It is apparent, therefore, that what the landowners are asking for at this second time round is
not something new but a continuation of half-century struggle for what they believe to be
their just due. Irregular and ad hoc compensations over the pre-Compact periods and a
Compact agreement that failed to remedy their grievances and address compensation issues
have once again impelled them to renew the call and raise their voices for a fair and adequate
arrangement. As there does not seem to be any other alternative open to them, their voices
will continue to ring throughout the corridors of the RMI and U.S. as long as the injustices
remain unremedied.
This article is presented in the following order.

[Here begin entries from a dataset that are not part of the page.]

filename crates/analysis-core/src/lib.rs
pub mod config;
pub mod error;
pub mod traits;
pub mod types;

pub use config::*;
pub use error::*;
pub use traits::*;
pub use types::*;
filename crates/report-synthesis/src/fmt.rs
//! Display helpers. Every formatter renders None as "N/A" so a report never
//! shows a fabricated zero.

pub fn currency(value: Option<f64>) -> String {
    match value {
        Some(v) => format!("${:.2}", v),
        None => "N/A".to_string(),
    }
}

pub fn ratio(value: Option<f64>) -> String {
    match value {
        Some(v) => format!("{:.2}", v),
        None => "N/A".to_string(),
    }
}

/// Decimal fraction rendered as a percentage (0.15 -> "15.00%").
pub fn percent(value: Option<f64>) -> String {
    match value {
        Some(v) => format!("{:.2}%", v * 100.0),
        None => "N/A".to_string(),
    }
}

/// Value already expressed in percent points (42.5 -> "42.50%").
pub fn percent_points(value: Option<f64>) -> String {
    match value {
        Some(v) => format!("{:.2}%", v),
        None => "N/A".to_string(),
    }
}

/// Unitless count abbreviated with B/M/K suffixes, for share volumes.
pub fn quantity(value: Option<f64>) -> String {
    let v = match value {
        Some(v) => v,
        None => return "N/A".to_string(),
    };
    let abs = v.abs();
    if abs >= 1e9 {
        format!("{:.2}B", v / 1e9)
    } else if abs >= 1e6 {
        format!("{:.2}M", v / 1e6)
    } else if abs >= 1e3 {
        format!("{:.2}K", v / 1e3)
    } else {
        format!("{:.0}", v)
    }
}

/// Abbreviate with T/B/M/K suffixes for large magnitudes.
pub fn large_number(value: Option<f64>) -> String {
    let v = match value {
        Some(v) => v,
        None => return "N/A".to_string(),
    };
    let abs = v.abs();
    if abs >= 1e12 {
        format!("${:.2}T", v / 1e12)
    } else if abs >= 1e9 {
        format!("${:.2}B", v / 1e9)
    } else if abs >= 1e6 {
        format!("${:.2}M", v / 1e6)
    } else if abs >= 1e3 {
        format!("${:.2}K", v / 1e3)
    } else {
        format!("${:.2}", v)
    }
}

Section 1 explains the major problems faced
by the Kwajalein land owners and the Marshallese community in Kwajalein Atoll and the
manner in which these problems have been created. Section 2 explains what a fair land rent
is and the fact that such a fair land rent is not being paid at present. The subject is discussed
on the basis of the fundamental rights guaranteed in the constitutions of the United States
and of RMI and on the basis of the standards adopted both internationally and by the U.S.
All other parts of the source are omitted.